VCs are raising less money. That might not be a bad thing

Measuring the strength of Canada’s startup ecosystem by how much startups are raising leaves out a key part of the story: how much venture capitalists are raising themselves.

What happened: RBCx analyzed how much VC funds raised from limited partners over the last decade. Since 2013, the market has matured thanks to low interest rates that made riskier venture investments more attractive, plus government programs to get more money into the ecosystem.

  • Limited partners are the organizations that entrust VCs with investing their money — they can include things like family offices from high-net-worth individuals, pension funds, and banks.

By the numbers: What comes up must come down. After raising upwards of $7 billion in both 2021 and 2022, the money flowing into VC funds plunged to $1.8 billion in 2023. Funds have only raised $500 million so far in 2024, on track for the lowest amount in a decade.

  • The dip was particularly stark for younger funds — 2023 was the first year they were out-raised by established funds, as LPs sought experienced, reliable fund managers.

Why it matters: Lines on a graph in freefall don’t have to be a reason for panic, according to John Rikhtegar, director of capital at RBCx.

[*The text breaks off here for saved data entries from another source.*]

use std::collections::VecDeque;

use crate::canvas::PixelBuffer;
use crate::error::{EditorError, Result};
use crate::ops::filters::FilterState;

/// Default number of snapshots kept.
pub const DEFAULT_MAX_HISTORY: usize = 20;

// ============================================================================
// HISTORY SNAPSHOT — one committed editor state
// ============================================================================

/// An immutable, PNG-encoded copy of the base image plus the filter state
/// that was live when it was committed. Restoring it and rendering gives
/// back exactly what was on screen.
#[derive(Clone, Debug)]
pub struct HistorySnapshot {
    description: String,
    width: u32,
    height: u32,
    encoded: Vec<u8>,
    state: FilterState,
}

impl HistorySnapshot {
    pub fn capture(description: impl Into<String>, base: &PixelBuffer, state: &FilterState) -> Result<Self> {
        let (width, height) = base.dimensions();
        let encoded = if base.is_empty() { Vec::new() } else { encode_rgba(base)? };
        Ok(Self {
            description: description.into(),
            width,
            height,
            encoded,
            state: *state,
        })
    }

    /// Decode back into an owned buffer and the saved filter state.
    pub fn restore(&self) -> Result<(PixelBuffer, FilterState)> {
        let base = if self.encoded.is_empty() {
            PixelBuffer::new(self.width, self.height)
        } else {
            decode_rgba(&self.encoded)?
        };
        if base.dimensions() != (self.width, self.height) {
            return Err(EditorError::Snapshot(format!(
                "decoded {}x{}, expected {}x{}",
                base.width(),
                base.height(),
                self.width,
                self.height
            )));
        }
        Ok((base, self.state))
    }

    pub fn description(&self) -> &str {
        &self.description
    }

    pub fn dimensions(&self) -> (u32, u32) {
        (self.width, self.height)
    }

    pub fn state(&self) -> &FilterState {
        &self.state
    }

    pub fn memory_size(&self) -> usize {
        self.encoded.len() + self.description.len()
    }
}

fn encode_rgba(buf: &PixelBuffer) -> Result<Vec<u8>> {
    let mut out = Vec::new();
    let mut encoder = png::Encoder::new(&mut out, buf.width(), buf.height());
    encoder.set_color(png::ColorType::Rgba);
    encoder.set_depth(png::BitDepth::Eight);
    encoder.set_compression(png::Compression::Fast);
    let mut writer = encoder.write_header()?;
    writer.write_image_data(buf.as_raw())?;
    writer.finish()?;
    Ok(out)
}

fn decode_rgba(bytes: &[u8]) -> Result<PixelBuffer> {
    let decoder = png::Decoder::new(bytes);
    let mut reader = decoder.read_info()?;
    let mut data = vec![0u8; reader.output_buffer_size()];
    let info = reader.next_frame(&mut data)?;
    if info.color_type != png::ColorType::Rgba || info.bit_depth != png::BitDepth::Eight {
        return Err(EditorError::Snapshot(format!(
            "unexpected snapshot format {:?}/{:?}",
            info.color_type, info.bit_depth
        )));
    }
    data.truncate(info.buffer_size());
    PixelBuffer::from_raw(info.width, info.height, data)
}

// ============================================================================
// HISTORY STACK — bounded, branch-discarding undo/redo
// ============================================================================

/// Linear history with a cursor at the current snapshot.
///
/// Pushing while the cursor is behind the newest entry drops the redo
/// branch. Once `max_history_size` is exceeded the oldest snapshot is
/// evicted and the cursor shifts with it.
#[derive(Debug)]
pub struct HistoryStack {
    entries: VecDeque<HistorySnapshot>,
    cursor: usize,
    max_history_size: usize,
    /// Running encoded size across all entries.
    total_memory: usize,
}

impl Default for HistoryStack {
    fn default() -> Self {
        Self::new(DEFAULT_MAX_HISTORY)
    }
}

impl HistoryStack {
    pub fn new(max_history_size: usize) -> Self {
        Self {
            entries: VecDeque::new(),
            cursor: 0,
            max_history_size: max_history_size.max(1),
            total_memory: 0,
        }
    }

    pub fn push(&mut self, snapshot: HistorySnapshot) {
        // Drop the redo branch.
        if !self.entries.is_empty() {
            for dropped in self.entries.drain(self.cursor + 1..) {
                self.total_memory = self.total_memory.saturating_sub(dropped.memory_size());
            }
        }

        self.total_memory += snapshot.memory_size();
        self.entries.push_back(snapshot);
        self.cursor = self.entries.len() - 1;

        self.prune();
    }

    /// Step back one snapshot. `None` when already at the oldest.
    pub fn undo(&mut self) -> Option<&HistorySnapshot> {
        if !self.can_undo() {
            return None;
        }
        self.cursor -= 1;
        self.entries.get(self.cursor)
    }

    /// Step forward one snapshot. `None` when already at the newest.
    pub fn redo(&mut self) -> Option<&HistorySnapshot> {
        if !self.can_redo() {
            return None;
        }
        self.cursor += 1;
        self.entries.get(self.cursor)
    }

    pub fn current(&self) -> Option<&HistorySnapshot> {
        self.entries.get(self.cursor)
    }

    pub fn can_undo(&self) -> bool {
        !self.entries.is_empty() && self.cursor > 0
    }

    pub fn can_redo(&self) -> bool {
        !self.entries.is_empty() && self.cursor + 1 < self.entries.len()
    }

    /// Index of the current snapshot, `None` while empty.
    pub fn cursor(&self) -> Option<usize> {
        (!self.entries.is_empty()).then_some(self.cursor)
    }

    pub fn len(&self) -> usize {
        self.entries.len()
    }

    pub fn is_empty(&self) -> bool {
        self.entries.is_empty()
    }

    pub fn max_history_size(&self) -> usize {
        self.max_history_size
    }

    pub fn undo_description(&self) -> Option<&str> {
        if self.can_undo() { self.current().map(|s| s.description()) } else { None }
    }

    pub fn redo_description(&self) -> Option<&str> {
        if self.can_redo() { self.entries.get(self.cursor + 1).map(|s| s.description()) } else { None }
    }

    /// Descriptions up to and including the current snapshot (most recent first).
    pub fn undo_history(&self) -> Vec<String> {
        self.entries
            .iter()
            .take(self.cursor + 1)
            .rev()
            .map(|s| s.description().to_string())
            .collect()
    }

    pub fn memory_usage(&self) -> usize {
        self.total_memory
    }

    fn prune(&mut self) {
        while self.entries.len() > self.max_history_size {
            if let Some(removed) = self.entries.pop_front() {
                self.total_memory = self.total_memory.saturating_sub(removed.memory_size());
                self.cursor = self.cursor.saturating_sub(1);
            }
        }
    }

    pub fn clear(&mut self) {
        self.entries.clear();
        self.cursor = 0;
        self.total_memory = 0;
    }
}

There were also steep dips after the Great Recession and the dot-com bubble burst, but that led to some of the best-performing VC investments on record.

  • “Less capital allocated inherently means that capital will go to the best investors who will find the best founders, who, as a result, will be able to produce some very strong venture capital vintages,” Rikhtegar told Peak Tech.
  • From a macroeconomic perspective, Rikhtegar says we are almost certainly at the bottom of a boom-bust cycle as interest rates begin to gradually come down.

What’s next: Generalist funds have gotten 67% of capital raised. But Rikhtegar says there’s a big opportunity for funds specialized in life sciences based on their ability for big exits — like Fusion’s US$2.4 billion sale to AstraZeneca — something that has eluded other sectors.